The concept that music can stimulate certain areas of the brain has prompted research by a team at Reading University to explore this theory. English rapper and songwriter Tinie Tempah volunteered to undergo brain scans whilst listening to music and conclusions indicate that we are all fired by the impact of sound. Certain areas of the brain ‘light up’, as we listen and the investigation is set to determine why these specific areas respond. This could be a clue as to which areas house our emotional responses and may begin to explain if particular areas of the brain are tuned to specific reactions?
The study attempts to quantify and measure personal reaction in a scientific manner, even though the effect may be no more dramatic than a ‘goose bump’.
Tempah himself relates the analysis to his own compositions more immediately, stating that he needs the music to capture a feeling. The scientists at Reading University, however, aim to identify the level of activity in stem, cortex and cerebellum and the results of this exercise will impact on our perceptions across a wider field.
Photo source: Guardian Online
It comes as no surprise to the designer that sensory stimulus has an emotional consequence. In spatial design, a similar reaction can be provoked by colour and as the composition of the musician can be further inspired by music, so the Interior designer reacts to the stimulus of colour and can learn to manipulate space with visual impact. The designer’s ability to assign colour for a purpose beyond cosmetic should be a major element in his or her perceived style and skill.
The educational centre in El Chaparral designed by Spanish architect Alejandro Munoz Miranda uses coloured glass in the communal corridors to elevate the students’ mood between classes.
We are bombarded by stimuli on a number of levels and on a constant basis. Initial impact is strong but this is reduced by repetition and, if you wish, familiarity. Thus we experience a difference in brain activity between first impact and subsequent experience. Nevertheless, the impression penetrates more deeply into the brain than mere pleasurable response may suggest.
This information is not really new.
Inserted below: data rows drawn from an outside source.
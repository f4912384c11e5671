use serde::{Deserialize, Serialize};
use std::{
    collections::BTreeMap,
    path::{Path, PathBuf},
};
use thiserror::Error;

pub use livemark_engine::stats::DEFAULT_WORDS_PER_MINUTE;
pub const DEFAULT_TAB_WIDTH: usize = 4;

#[derive(Debug, Error)]
pub enum ConfigError {
    #[error("Failed to read config file at {config_path}: {source}")]
    ConfigReadError {
        config_path: PathBuf,
        source: std::io::Error,
    },

    #[error("Failed to parse config file at {config_path}: {source}")]
    ConfigParseError {
        config_path: PathBuf,
        source: toml::de::Error,
    },
}

/// A highlighter language declared in the config file.
///
/// ```toml
/// [languages.rust]
/// keywords = ["fn", "let", "mut", "impl"]
/// line_comment = "//"
/// quotes = "\""
/// aliases = ["rs"]
/// ```
#[derive(Debug, Clone, PartialEq, Eq, Default, Serialize, Deserialize)]
#[serde(default)]
pub struct LanguageConfig {
    pub keywords: Vec<String>,
    pub line_comment: Option<String>,
    /// String delimiter characters; `"\"'"` when not given.
    pub quotes: Option<String>,
    pub aliases: Vec<String>,
}

impl LanguageConfig {
    pub const DEFAULT_QUOTES: &'static str = "\"'";

    pub fn quotes(&self) -> &str {
        self.quotes.as_deref().unwrap_or(Self::DEFAULT_QUOTES)
    }
}

#[derive(Debug, Clone, PartialEq, Eq, Serialize, Deserialize)]
#[serde(default)]
pub struct Config {
    pub words_per_minute: u32,
    pub tab_width: usize,
    /// Extra or overriding highlighter languages, keyed by fence tag.
    pub languages: BTreeMap<String, LanguageConfig>,
}

impl Default for Config {
    fn default() -> Self {
        Self {
            words_per_minute: DEFAULT_WORDS_PER_MINUTE,
            tab_width: DEFAULT_TAB_WIDTH,
            languages: BTreeMap::new(),
        }
    }
}

impl Config {
    pub fn load_from_path<P: AsRef<Path>>(config_path: P) -> Result<Option<Self>, ConfigError> {
        let config_path = config_path.as_ref();
        if !config_path.exists() {
            log::debug!("no config file at {config_path:?}");
            return Ok(None);
        }

        let content = std::fs::read_to_string(config_path).map_err(|source| {
            ConfigError::ConfigReadError {
                config_path: config_path.to_path_buf(),
                source,
            }
        })?;

        let config: Config =
            toml::from_str(&content).map_err(|source| ConfigError::ConfigParseError {
                config_path: config_path.to_path_buf(),
                source,
            })?;

        log::debug!(
            "loaded config from {config_path:?} with {} extra languages",
            config.languages.len()
        );
        Ok(Some(config))
    }

    pub fn load() -> Result<Option<Self>, ConfigError> {
        let config_path = Self::config_path();
        Self::load_from_path(&config_path)
    }

    /// Like [`Config::load`], but a missing file gives the defaults.
    pub fn load_or_default() -> Result<Self, ConfigError> {
        Ok(Self::load()?.unwrap_or_default())
    }

    pub fn save_to_path<P: AsRef<Path>>(&self, config_path: P) -> anyhow::Result<()> {
        let config_path = config_path.as_ref();
        if let Some(parent) = config_path.parent() {
            std::fs::create_dir_all(parent)?;
        }
        let content = toml::to_string_pretty(self)?;
        std::fs::write(config_path, content)?;
        Ok(())
    }

    pub fn save(&self) -> anyhow::Result<()> {
        let config_path = Self::config_path();
        self.save_to_path(&config_path)
    }

    pub fn config_path() -> PathBuf {
        let config_dir = shellexpand::tilde("~/.config/livemark");
        PathBuf::from(config_dir.as_ref()).join("config.toml")
    }
}
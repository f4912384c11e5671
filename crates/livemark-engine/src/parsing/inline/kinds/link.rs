/// Links `[text](href)` and images `![alt](src)`.
///
/// The text part closes at the first `]`, which must be immediately followed
/// by `(`; the target closes at the first `)`.
pub struct Link;

impl Link {
    pub const OPEN: u8 = b'[';
    pub const TEXT_CLOSE: &'static str = "]";
    pub const TARGET_OPEN: u8 = b'(';
    pub const TARGET_CLOSE: &'static str = ")";
    pub const IMAGE_BANG: u8 = b'!';
}
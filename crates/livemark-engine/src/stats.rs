//! Word, character and line counts for a preview status bar.

use serde::Serialize;

/// Reading speed used when a caller passes zero.
pub const DEFAULT_WORDS_PER_MINUTE: u32 = 200;

#[derive(Debug, Clone, Copy, PartialEq, Eq, Default, Serialize)]
pub struct DocumentStats {
    /// Whitespace-separated words.
    pub words: usize,
    /// Unicode scalar values, line breaks included.
    pub characters: usize,
    /// Physical lines; an empty document has one.
    pub lines: usize,
    /// Whole minutes, rounded up.
    pub reading_minutes: usize,
}

/// Computes statistics over the raw markdown source.
pub fn stats(document: &str, words_per_minute: u32) -> DocumentStats {
    let wpm = if words_per_minute == 0 {
        DEFAULT_WORDS_PER_MINUTE
    } else {
        words_per_minute
    } as usize;

    let words = document.split_whitespace().count();

    DocumentStats {
        words,
        characters: document.chars().count(),
        lines: document.split('\n').count(),
        reading_minutes: words.div_ceil(wpm),
    }
}
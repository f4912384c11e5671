use crate::parsing::inline::cursor::Cursor;

use super::{
    language::LanguageDef,
    types::{CodeToken, TokenKind},
};

/// Tokenizes one line of code for a known language.
///
/// At each position the rules are tried in order: string literal, line
/// comment, number, identifier (function call, keyword or plain name), then a
/// single-character fallback. A rule that doesn't match falls through to the
/// next, so the scan always terminates and covers the whole line.
pub fn scan_line(def: &LanguageDef, line: &str) -> Vec<CodeToken> {
    let mut cur = Cursor::new(line);
    let mut out: Vec<CodeToken> = vec![];

    while !cur.eof() {
        let start = cur.i;
        let kind = try_string(def, &mut cur)
            .or_else(|| try_comment(def, &mut cur))
            .or_else(|| try_number(&mut cur))
            .or_else(|| try_identifier(def, &mut cur))
            .unwrap_or_else(|| single_char(&mut cur));
        push_token(&mut out, kind, cur.slice(start, cur.i));
    }

    out
}

/// Adjacent plain fragments are merged; everything else stays separate.
fn push_token(out: &mut Vec<CodeToken>, kind: TokenKind, text: &str) {
    if kind == TokenKind::Plain
        && let Some(last) = out.last_mut()
        && last.kind == TokenKind::Plain
    {
        last.text.push_str(text);
        return;
    }
    out.push(CodeToken::new(kind, text));
}

fn is_ident_start(c: char) -> bool {
    c.is_alphabetic() || c == '_'
}

fn is_ident_continue(c: char) -> bool {
    c.is_alphanumeric() || c == '_'
}

/// A quote, anything, then the next occurrence of the same quote.
fn try_string(def: &LanguageDef, cur: &mut Cursor<'_>) -> Option<TokenKind> {
    let quote = cur.rest().chars().next().filter(|&c| def.is_quote(c))?;
    let body_start = cur.i + quote.len_utf8();
    let close = cur.s.get(body_start..)?.find(quote)? + body_start;
    cur.jump_to(close + quote.len_utf8());
    Some(TokenKind::String)
}

fn try_comment(def: &LanguageDef, cur: &mut Cursor<'_>) -> Option<TokenKind> {
    let marker = def.line_comment.as_deref()?;
    if marker.is_empty() || !cur.starts_with(marker.as_bytes()) {
        return None;
    }
    cur.jump_to(cur.s.len());
    Some(TokenKind::Comment)
}

/// Digits, optionally followed by one `.` and more digits.
fn try_number(cur: &mut Cursor<'_>) -> Option<TokenKind> {
    let digits = |s: &str| s.bytes().take_while(u8::is_ascii_digit).count();

    let int_len = digits(cur.rest());
    if int_len == 0 {
        return None;
    }
    cur.bump_n(int_len);

    if cur.peek() == Some(b'.') {
        let frac_len = digits(&cur.rest()[1..]);
        if frac_len > 0 {
            cur.bump_n(1 + frac_len);
        }
    }
    Some(TokenKind::Number)
}

/// Consumes a whole identifier so keywords only match on word boundaries.
fn try_identifier(def: &LanguageDef, cur: &mut Cursor<'_>) -> Option<TokenKind> {
    let rest = cur.rest();
    if !rest.chars().next().is_some_and(is_ident_start) {
        return None;
    }

    let len = rest
        .char_indices()
        .find(|&(_, c)| !is_ident_continue(c))
        .map_or(rest.len(), |(i, _)| i);
    let word = &rest[..len];
    cur.bump_n(len);

    Some(if cur.peek() == Some(b'(') {
        TokenKind::Function
    } else if def.is_keyword(word) {
        TokenKind::Keyword
    } else {
        TokenKind::Plain
    })
}

fn single_char(cur: &mut Cursor<'_>) -> TokenKind {
    match cur.bump_char() {
        Some(c) if c.is_ascii_punctuation() => TokenKind::Punctuation,
        _ => TokenKind::Plain,
    }
}
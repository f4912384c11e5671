//! Turns parsed nodes into styled terminal lines.

use livemark_engine::{CodeToken, DocumentNode, InlineSpan, TokenKind};
use ratatui::{
    style::{Color, Modifier, Style},
    text::{Line, Span},
};

const RULE_WIDTH: usize = 40;

fn heading_style(level: u8) -> Style {
    let color = match level {
        1 => Color::Magenta,
        2 => Color::Cyan,
        _ => Color::Blue,
    };
    let style = Style::default().fg(color).add_modifier(Modifier::BOLD);
    if level == 1 {
        style.add_modifier(Modifier::UNDERLINED)
    } else {
        style
    }
}

fn token_style(kind: TokenKind) -> Style {
    match kind {
        TokenKind::Keyword => Style::default().fg(Color::Magenta),
        TokenKind::String => Style::default().fg(Color::Green),
        TokenKind::Comment => Style::default()
            .fg(Color::DarkGray)
            .add_modifier(Modifier::ITALIC),
        TokenKind::Number => Style::default().fg(Color::LightYellow),
        TokenKind::Function => Style::default().fg(Color::Yellow),
        TokenKind::Punctuation => Style::default().fg(Color::Gray),
        TokenKind::Plain => Style::default(),
    }
}

fn dim() -> Style {
    Style::default().fg(Color::DarkGray)
}

/// Styles a run of inline spans, applying `base` underneath.
fn inline_spans(spans: &[InlineSpan], base: Style) -> Vec<Span<'static>> {
    let mut out = vec![];
    for span in spans {
        match span {
            InlineSpan::Text(t) => out.push(Span::styled(t.clone(), base)),
            InlineSpan::Bold(t) => {
                out.push(Span::styled(t.clone(), base.add_modifier(Modifier::BOLD)))
            }
            InlineSpan::Italic(t) => {
                out.push(Span::styled(t.clone(), base.add_modifier(Modifier::ITALIC)))
            }
            InlineSpan::Code(t) => {
                out.push(Span::styled(t.clone(), base.fg(Color::Yellow).bg(Color::Black)))
            }
            InlineSpan::Link { text, href } => {
                out.push(Span::styled(
                    text.clone(),
                    base.fg(Color::Blue).add_modifier(Modifier::UNDERLINED),
                ));
                out.push(Span::styled(format!(" <{href}>"), dim()));
            }
            InlineSpan::Image { alt, src } => {
                out.push(Span::styled(format!("[image: {alt}]"), dim()));
                log::trace!("image source {src:?} not displayed");
            }
        }
    }
    out
}

fn code_line(tokens: &[CodeToken], tab_width: usize) -> Line<'static> {
    let mut spans = vec![Span::styled("│ ", dim())];
    spans.extend(tokens.iter().map(|t| {
        Span::styled(
            t.text.replace('\t', &" ".repeat(tab_width)),
            token_style(t.kind),
        )
    }));
    Line::from(spans)
}

fn prefixed(prefix: String, prefix_style: Style, spans: &[InlineSpan]) -> Line<'static> {
    let mut out = vec![Span::styled(prefix, prefix_style)];
    out.extend(inline_spans(spans, Style::default()));
    Line::from(out)
}

/// Renders every node to one or more lines. `Blank` nodes produce nothing.
pub fn render_nodes(nodes: &[DocumentNode], tab_width: usize) -> Vec<Line<'static>> {
    let mut lines = Vec::new();

    for node in nodes {
        match node {
            DocumentNode::Heading { level, spans } => {
                lines.push(Line::from(inline_spans(spans, heading_style(*level))));
            }
            DocumentNode::Paragraph { spans } => {
                lines.push(Line::from(inline_spans(spans, Style::default())));
            }
            DocumentNode::BlockQuote { spans } => {
                let mut out = vec![Span::styled("▌ ", dim())];
                out.extend(inline_spans(
                    spans,
                    Style::default().add_modifier(Modifier::ITALIC),
                ));
                lines.push(Line::from(out));
            }
            DocumentNode::UnorderedList { items } => {
                for item in items {
                    lines.push(prefixed("  • ".into(), Style::default().fg(Color::Cyan), item));
                }
            }
            DocumentNode::OrderedList { items } => {
                for (i, item) in items.iter().enumerate() {
                    lines.push(prefixed(
                        format!("  {}. ", i + 1),
                        Style::default().fg(Color::Cyan),
                        item,
                    ));
                }
            }
            DocumentNode::HorizontalRule => {
                lines.push(Line::from(Span::styled("─".repeat(RULE_WIDTH), dim())));
            }
            DocumentNode::CodeBlock { language, lines: code } => {
                lines.push(Line::from(Span::styled(format!("╭─ {language}"), dim())));
                lines.extend(code.iter().map(|tokens| code_line(tokens, tab_width)));
                lines.push(Line::from(Span::styled("╰─", dim())));
            }
            DocumentNode::Blank => {}
        }
    }

    lines
}
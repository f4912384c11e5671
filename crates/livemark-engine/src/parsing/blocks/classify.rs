use super::kinds::{BlockQuote, CodeFence, Heading, ListItem, ThematicBreak};

/// What a single line looks like on its own.
///
/// Carries borrowed slices of the line; no inline work has happened yet.
#[derive(Debug, Clone, Copy, PartialEq, Eq)]
pub enum LineKind<'a> {
    FenceOpen { language: &'a str },
    Heading { level: u8, text: &'a str },
    Rule,
    Quote { text: &'a str },
    Bullet { text: &'a str },
    Numbered { text: &'a str },
    Blank,
    Text,
}

/// Classification of a single line containing only local facts.
///
/// This is phase 1 of block parsing: each line is classified independently
/// without reference to surrounding context. Whether the line actually sits
/// inside a fence is the builder's business; `raw` is kept for that case.
#[derive(Debug, Clone, Copy)]
pub struct LineClass<'a> {
    /// The line without its terminator.
    pub raw: &'a str,
    pub kind: LineKind<'a>,
}

/// Classifies individual lines for the block parsing phase.
pub struct MarkdownLineClassifier;

impl MarkdownLineClassifier {
    /// Classifies a line into a [`LineClass`].
    ///
    /// Predicates are tried top to bottom and the first match wins: fence,
    /// heading, rule, quote, bullet, numbered item, blank, text.
    pub fn classify<'a>(&self, line: &'a str) -> LineClass<'a> {
        let kind = if let Some(language) = CodeFence::opens(line) {
            LineKind::FenceOpen { language }
        } else if let Some((level, text)) = Heading::parse(line) {
            LineKind::Heading { level, text }
        } else if ThematicBreak::matches(line) {
            LineKind::Rule
        } else if let Some(text) = BlockQuote::strip_prefix(line) {
            LineKind::Quote { text }
        } else if let Some(text) = ListItem::bullet(line) {
            LineKind::Bullet { text }
        } else if let Some(text) = ListItem::ordered(line) {
            LineKind::Numbered { text }
        } else if line.trim().is_empty() {
            LineKind::Blank
        } else {
            LineKind::Text
        };

        LineClass { raw: line, kind }
    }
}
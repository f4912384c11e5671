use std::sync::LazyLock;

use regex::Regex;

/// `1. item`, `42.\titem`: ASCII digits, a dot, then whitespace.
static ORDERED_MARKER: LazyLock<Regex> =
    LazyLock::new(|| Regex::new(r"^[0-9]+\.\s+").expect("Invalid ordered list regex"));

pub struct ListItem;

impl ListItem {
    pub const BULLETS: [char; 3] = ['-', '*', '+'];

    /// Returns the item text of a `-`, `*` or `+` bullet followed by a space.
    pub fn bullet(line: &str) -> Option<&str> {
        let rest = line.strip_prefix(Self::BULLETS)?;
        let text = rest.strip_prefix(' ')?;
        Some(text.trim_start())
    }

    /// Returns the item text of a numbered item. The numeral is discarded;
    /// renderers renumber sequentially.
    pub fn ordered(line: &str) -> Option<&str> {
        let m = ORDERED_MARKER.find(line)?;
        Some(&line[m.end()..])
    }
}
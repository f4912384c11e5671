/// Code span inline type with owned delimiter constant.
///
/// The first backtick after the opener closes the span; nothing inside is
/// interpreted.
pub struct CodeSpan;

impl CodeSpan {
    /// The backtick that delimits code spans.
    pub const TICK: &'static str = "`";
}
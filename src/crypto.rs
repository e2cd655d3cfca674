//! Symmetric encryption of record fields.
//!
//! Keys are derived from a password as `hex(md5(password))`, giving 32 ASCII
//! bytes which are used directly as the AES-256-GCM key. The derivation is
//! kept for compatibility with records encrypted by existing deployments; it
//! is unsalted and operators should treat the password as the full secret.

use aes_gcm::aead::Aead;
use aes_gcm::{Aes256Gcm, KeyInit, Nonce};
use md5::{Digest, Md5};
use rand::RngCore;

use crate::error::{Error, Result};

/// Number of bytes required of a cipher key.
pub const CIPHER_KEY_LENGTH: usize = 32;

const NONCE_LENGTH: usize = 12;

/// Checks a cipher key meets the length requirement.
pub fn check_cipher_key(key: &[u8]) -> Result<()> {
    if key.is_empty() {
        return Err(Error::CipherKeyMissing);
    }
    if key.len() != CIPHER_KEY_LENGTH {
        return Err(Error::CipherKeyLength);
    }
    Ok(())
}

/// Derives a cipher key from a password.
pub fn password_to_cipher_key(password: &str) -> Result<Vec<u8>> {
    if password.is_empty() {
        return Err(Error::CipherPassword);
    }
    let digest = Md5::digest(password.as_bytes());
    let key = hex::encode(digest).into_bytes();
    check_cipher_key(&key)?;
    Ok(key)
}

/// Encrypts a string field, returning base64(nonce || ciphertext).
pub fn encrypt(plaintext: &str, key: &[u8]) -> Result<String> {
    check_cipher_key(key)?;
    let cipher = Aes256Gcm::new_from_slice(key).map_err(|_| Error::CipherKeyLength)?;

    let mut nonce = [0u8; NONCE_LENGTH];
    rand::rngs::OsRng.fill_bytes(&mut nonce);

    let ciphertext = cipher
        .encrypt(Nonce::from_slice(&nonce), plaintext.as_bytes())
        .map_err(|_| Error::CipherPasswordMismatch)?;

    let mut sealed = Vec::with_capacity(NONCE_LENGTH + ciphertext.len());
    sealed.extend_from_slice(&nonce);
    sealed.extend_from_slice(&ciphertext);
    Ok(base64::encode(sealed))
}

/// Decrypts a base64(nonce || ciphertext) field produced by [`encrypt`].
pub fn decrypt(data: &str, key: &[u8]) -> Result<String> {
    check_cipher_key(key)?;
    let cipher = Aes256Gcm::new_from_slice(key).map_err(|_| Error::CipherKeyLength)?;

    let sealed = base64::decode(data).map_err(|_| Error::CipherPasswordMismatch)?;
    if sealed.len() < NONCE_LENGTH {
        return Err(Error::CipherPasswordMismatch);
    }
    let (nonce, ciphertext) = sealed.split_at(NONCE_LENGTH);

    let plaintext = cipher
        .decrypt(Nonce::from_slice(nonce), ciphertext)
        .map_err(|_| Error::CipherPasswordMismatch)?;

    String::from_utf8(plaintext).map_err(|_| Error::CipherPasswordMismatch)
}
Many studies have shown that colour affects the heart rate, the recovery rate of patients, the behaviour of prison inmates and indeed the overall mood of the viewer. Given this subjective reaction, the possibilities are interesting. Once the student grasps the principles of colour and the differentials between aspects of warm and cold, advancing and recessive shades, so It becomes possible to change perceptions of form and scale with informed colour disposition. Could anything be more empowering?
Fashions will come and go but the study of colour and its relationship to light, is one of the most important subjects in the lexicon of design education.